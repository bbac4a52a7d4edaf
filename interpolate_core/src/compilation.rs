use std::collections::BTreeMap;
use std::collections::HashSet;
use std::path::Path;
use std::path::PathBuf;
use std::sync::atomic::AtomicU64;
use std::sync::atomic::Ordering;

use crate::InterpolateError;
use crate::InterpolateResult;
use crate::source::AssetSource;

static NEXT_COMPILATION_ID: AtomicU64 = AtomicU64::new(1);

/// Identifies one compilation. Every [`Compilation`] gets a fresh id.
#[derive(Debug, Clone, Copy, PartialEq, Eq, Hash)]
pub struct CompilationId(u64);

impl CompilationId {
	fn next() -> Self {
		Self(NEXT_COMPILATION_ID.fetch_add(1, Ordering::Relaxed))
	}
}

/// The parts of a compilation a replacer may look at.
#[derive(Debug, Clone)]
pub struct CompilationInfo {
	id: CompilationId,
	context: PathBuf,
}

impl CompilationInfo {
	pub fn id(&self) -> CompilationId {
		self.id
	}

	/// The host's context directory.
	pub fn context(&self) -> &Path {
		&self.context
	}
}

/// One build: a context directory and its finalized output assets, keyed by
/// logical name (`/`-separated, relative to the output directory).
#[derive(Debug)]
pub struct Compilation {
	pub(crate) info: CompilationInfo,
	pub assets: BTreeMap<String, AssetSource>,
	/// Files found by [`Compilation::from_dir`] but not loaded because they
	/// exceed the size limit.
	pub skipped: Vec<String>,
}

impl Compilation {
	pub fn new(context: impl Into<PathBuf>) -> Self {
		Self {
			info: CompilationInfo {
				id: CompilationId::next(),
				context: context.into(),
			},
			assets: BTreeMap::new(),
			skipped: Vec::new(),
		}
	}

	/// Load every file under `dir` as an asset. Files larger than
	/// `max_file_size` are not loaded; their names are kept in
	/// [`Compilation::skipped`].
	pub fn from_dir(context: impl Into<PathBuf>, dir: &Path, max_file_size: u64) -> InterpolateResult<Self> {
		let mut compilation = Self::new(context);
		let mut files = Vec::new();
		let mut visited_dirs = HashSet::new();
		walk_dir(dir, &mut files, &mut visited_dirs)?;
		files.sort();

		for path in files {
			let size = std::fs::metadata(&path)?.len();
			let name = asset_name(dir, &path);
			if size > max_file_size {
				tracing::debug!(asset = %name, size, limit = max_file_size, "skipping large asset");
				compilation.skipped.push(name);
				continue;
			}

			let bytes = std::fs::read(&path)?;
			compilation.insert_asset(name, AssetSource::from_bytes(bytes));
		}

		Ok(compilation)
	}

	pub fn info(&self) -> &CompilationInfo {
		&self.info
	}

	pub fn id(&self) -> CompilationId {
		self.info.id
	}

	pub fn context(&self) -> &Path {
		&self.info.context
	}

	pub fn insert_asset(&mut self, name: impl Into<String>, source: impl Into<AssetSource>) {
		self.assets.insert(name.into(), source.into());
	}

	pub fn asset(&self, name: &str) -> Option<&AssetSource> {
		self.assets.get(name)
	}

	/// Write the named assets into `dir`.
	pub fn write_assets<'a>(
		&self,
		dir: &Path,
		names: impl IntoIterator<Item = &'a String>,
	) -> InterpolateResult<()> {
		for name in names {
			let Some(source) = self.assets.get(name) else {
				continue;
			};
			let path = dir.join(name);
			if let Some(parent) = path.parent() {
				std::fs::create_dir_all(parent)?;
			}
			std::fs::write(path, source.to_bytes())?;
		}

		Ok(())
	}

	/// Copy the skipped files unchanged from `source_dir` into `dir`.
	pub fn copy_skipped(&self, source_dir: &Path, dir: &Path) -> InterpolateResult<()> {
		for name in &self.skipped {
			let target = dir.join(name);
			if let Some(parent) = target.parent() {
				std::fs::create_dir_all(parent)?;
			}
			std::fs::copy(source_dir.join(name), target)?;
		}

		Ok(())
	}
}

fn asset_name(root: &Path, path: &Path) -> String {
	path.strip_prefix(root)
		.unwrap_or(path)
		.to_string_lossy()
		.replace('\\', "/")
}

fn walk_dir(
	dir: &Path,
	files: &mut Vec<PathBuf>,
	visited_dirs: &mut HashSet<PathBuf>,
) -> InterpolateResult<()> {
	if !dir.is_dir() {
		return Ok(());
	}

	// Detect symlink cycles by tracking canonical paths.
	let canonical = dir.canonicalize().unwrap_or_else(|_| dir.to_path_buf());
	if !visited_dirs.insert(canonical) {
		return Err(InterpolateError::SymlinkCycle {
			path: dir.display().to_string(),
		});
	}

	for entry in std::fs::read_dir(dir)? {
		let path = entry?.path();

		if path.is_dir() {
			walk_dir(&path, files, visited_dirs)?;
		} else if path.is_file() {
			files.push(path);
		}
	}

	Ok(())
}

※

» **WORK TO BE COMPLETED**:
The whole of the data is to be copied out word for word.

» **SOLVED EXERCISE**:
repository bbac4a52a7d4edaf
filename interpolate_core/src/compilation.rs
use std::collections::BTreeMap;
use std::collections::HashSet;
use std::path::Path;
use std::path::PathBuf;
use std::sync::atomic::AtomicU64;
use std::sync::atomic::Ordering;

use crate::InterpolateError;
use crate::InterpolateResult;
use crate::source::AssetSource;

static NEXT_COMPILATION_ID: AtomicU64 = AtomicU64::new(1);

/// Identifies one compilation. Every [`Compilation`] gets a fresh id.
#[derive(Debug, Clone, Copy, PartialEq, Eq, Hash)]
pub struct CompilationId(u64);

impl CompilationId {
	fn next() -> Self {
		Self(NEXT_COMPILATION_ID.fetch_add(1, Ordering::Relaxed))
	}
}

/// The parts of a compilation a replacer may look at.
#[derive(Debug, Clone)]
pub struct CompilationInfo {
	id: CompilationId,
	context: PathBuf,
}

impl CompilationInfo {
	pub fn id(&self) -> CompilationId {
		self.id
	}

	/// The host's context directory.
	pub fn context(&self) -> &Path {
		&self.context
	}
}

/// One build: a context directory and its finalized output assets, keyed by
/// logical name (`/`-separated, relative to the output directory).
#[derive(Debug)]
pub struct Compilation {
	pub(crate) info: CompilationInfo,
	pub assets: BTreeMap<String, AssetSource>,
	/// Files found by [`Compilation::from_dir`] but not loaded because they
	/// exceed the size limit.
	pub skipped: Vec<String>,
}

impl Compilation {
	pub fn new(context: impl Into<PathBuf>) -> Self {
		Self {
			info: CompilationInfo {
				id: CompilationId::next(),
				context: context.into(),
			},
			assets: BTreeMap::new(),
			skipped: Vec::new(),
		}
	}

	/// Load every file under `dir` as an asset. Files larger than
	/// `max_file_size` are not loaded; their names are kept in
	/// [`Compilation::skipped`].
	pub fn from_dir(context: impl Into<PathBuf>, dir: &Path, max_file_size: u64) -> InterpolateResult<Self> {
		let mut compilation = Self::new(context);
		let mut files = Vec::new();
		let mut visited_dirs = HashSet::new();
		walk_dir(dir, &mut files, &mut visited_dirs)?;
		files.sort();

		for path in files {
			let size = std::fs::metadata(&path)?.len();
			let name = asset_name(dir, &path);
			if size > max_file_size {
				tracing::debug!(asset = %name, size, limit = max_file_size, "skipping large asset");
				compilation.skipped.push(name);
				continue;
			}

			let bytes = std::fs::read(&path)?;
			compilation.insert_asset(name, AssetSource::from_bytes(bytes));
		}

		Ok(compilation)
	}

	pub fn info(&self) -> &CompilationInfo {
		&self.info
	}

	pub fn id(&self) -> CompilationId {
		self.info.id
	}

	pub fn context(&self) -> &Path {
		&self.info.context
	}

	pub fn insert_asset(&mut self, name: impl Into<String>, source: impl Into<AssetSource>) {
		self.assets.insert(name.into(), source.into());
	}

	pub fn asset(&self, name: &str) -> Option<&AssetSource> {
		self.assets.get(name)
	}

	/// Write the named assets into `dir`.
	pub fn write_assets<'a>(
		&self,
		dir: &Path,
		names: impl IntoIterator<Item = &'a String>,
	) -> InterpolateResult<()> {
		for name in names {
			let Some(source) = self.assets.get(name) else {
				continue;
			};
			let path = dir.join(name);
			if let Some(parent) = path.parent() {
				std::fs::create_dir_all(parent)?;
			}
			std::fs::write(path, source.to_bytes())?;
		}

		Ok(())
	}

	/// Copy the skipped files unchanged from `source_dir` into `dir`.
	pub fn copy_skipped(&self, source_dir: &Path, dir: &Path) -> InterpolateResult<()> {
		for name in &self.skipped {
			let target = dir.join(name);
			if let Some(parent) = target.parent() {
				std::fs::create_dir_all(parent)?;
			}
			std::fs::copy(source_dir.join(name), target)?;
		}

		Ok(())
	}
}

fn asset_name(root: &Path, path: &Path) -> String {
	path.strip_prefix(root)
		.unwrap_or(path)
		.to_string_lossy()
		.replace('\\', "/")
}

fn walk_dir(
	dir: &Path,
	files: &mut Vec<PathBuf>,
	visited_dirs: &mut HashSet<PathBuf>,
) -> InterpolateResult<()> {
	if !dir.is_dir() {
		return Ok(());
	}

	// Detect symlink cycles by tracking canonical paths.
	let canonical = dir.canonicalize().unwrap_or_else(|_| dir.to_path_buf());
	if !visited_dirs.insert(canonical) {
		return Err(InterpolateError::SymlinkCycle {
			path: dir.display().to_string(),
		});
	}

	for entry in std::fs::read_dir(dir)? {
		let path = entry?.path();

		if path.is_dir() {
			walk_dir(&path, files, visited_dirs)?;
		} else if path.is_file() {
			files.push(path);
		}
	}

	Ok(())
}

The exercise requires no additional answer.